Stored records:
———
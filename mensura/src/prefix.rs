//! SI prefix ladder and on-the-fly prefix resolution
//!
//! Prefix resolution runs only after a direct registry lookup misses,
//! so registered symbols like "min" or "Pa" always win over a prefix
//! reading (m + in, P + a). Synthesized units are never stored back
//! into the registry.

use crate::registry::UnitRegistry;
use crate::unit::{Unit, UnitKind};
use mensura_core::Number;

/// One SI prefix: symbol, spelled-out name, exact decimal factor.
#[derive(Debug, Clone, Copy)]
pub struct Prefix {
    pub symbol: &'static str,
    pub name: &'static str,
    factor: &'static str,
}

impl Prefix {
    pub fn factor(&self) -> Number {
        // The table below holds only valid integer-mantissa literals
        Number::from_str(self.factor).expect("prefix factor literal")
    }
}

/// The full ladder. "da" leads so the two-character prefix is tried
/// before "d"; the rest are single characters in descending magnitude.
pub const PREFIXES: [Prefix; 20] = [
    Prefix { symbol: "da", name: "deka", factor: "1e1" },
    Prefix { symbol: "Y", name: "yotta", factor: "1e24" },
    Prefix { symbol: "Z", name: "zetta", factor: "1e21" },
    Prefix { symbol: "E", name: "exa", factor: "1e18" },
    Prefix { symbol: "P", name: "peta", factor: "1e15" },
    Prefix { symbol: "T", name: "tera", factor: "1e12" },
    Prefix { symbol: "G", name: "giga", factor: "1e9" },
    Prefix { symbol: "M", name: "mega", factor: "1e6" },
    Prefix { symbol: "k", name: "kilo", factor: "1e3" },
    Prefix { symbol: "h", name: "hecto", factor: "1e2" },
    Prefix { symbol: "d", name: "deci", factor: "1e-1" },
    Prefix { symbol: "c", name: "centi", factor: "1e-2" },
    Prefix { symbol: "m", name: "milli", factor: "1e-3" },
    Prefix { symbol: "µ", name: "micro", factor: "1e-6" },
    Prefix { symbol: "n", name: "nano", factor: "1e-9" },
    Prefix { symbol: "p", name: "pico", factor: "1e-12" },
    Prefix { symbol: "f", name: "femto", factor: "1e-15" },
    Prefix { symbol: "a", name: "atto", factor: "1e-18" },
    Prefix { symbol: "z", name: "zepto", factor: "1e-21" },
    Prefix { symbol: "y", name: "yocto", factor: "1e-24" },
];

/// Try to read `symbol` as prefix + registered unit. The Greek mu
/// (μ, U+03BC) is accepted as a spelling of the micro sign (µ, U+00B5).
pub fn resolve(symbol: &str, registry: &UnitRegistry) -> Option<Unit> {
    let normalized = symbol.replace('μ', "µ");

    for prefix in &PREFIXES {
        let Some(rest) = normalized.strip_prefix(prefix.symbol) else {
            continue;
        };
        if rest.is_empty() {
            continue;
        }
        let Some(base) = registry.get(rest) else {
            continue;
        };
        // Affine units do not scale: "m°C" has no coherent meaning,
        // so °C and °F never take a prefix.
        if base.is_affine() {
            continue;
        }
        tracing::trace!(symbol, prefix = prefix.symbol, unit = rest, "prefix resolved");

        let mut unit = base.scaled(prefix.factor());
        unit.symbol = symbol.to_string();
        unit.name = format!("{}{}", prefix.name, base.name);
        unit.kind = UnitKind::Other;
        return Some(unit);
    }
    None
}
———
• [What this task involves]: Looking at the data above, write out exactly the lines that start at the one containing "over a prefix" and end at the one containing "pub symbol: &'static"; include both and nothing beyond.

• [Response area]:
//! so registered symbols like "min" or "Pa" always win over a prefix
//! reading (m + in, P + a). Synthesized units are never stored back
//! into the registry.

use crate::registry::UnitRegistry;
use crate::unit::{Unit, UnitKind};
use mensura_core::Number;

/// One SI prefix: symbol, spelled-out name, exact decimal factor.
#[derive(Debug, Clone, Copy)]
pub struct Prefix {
    pub symbol: &'static str,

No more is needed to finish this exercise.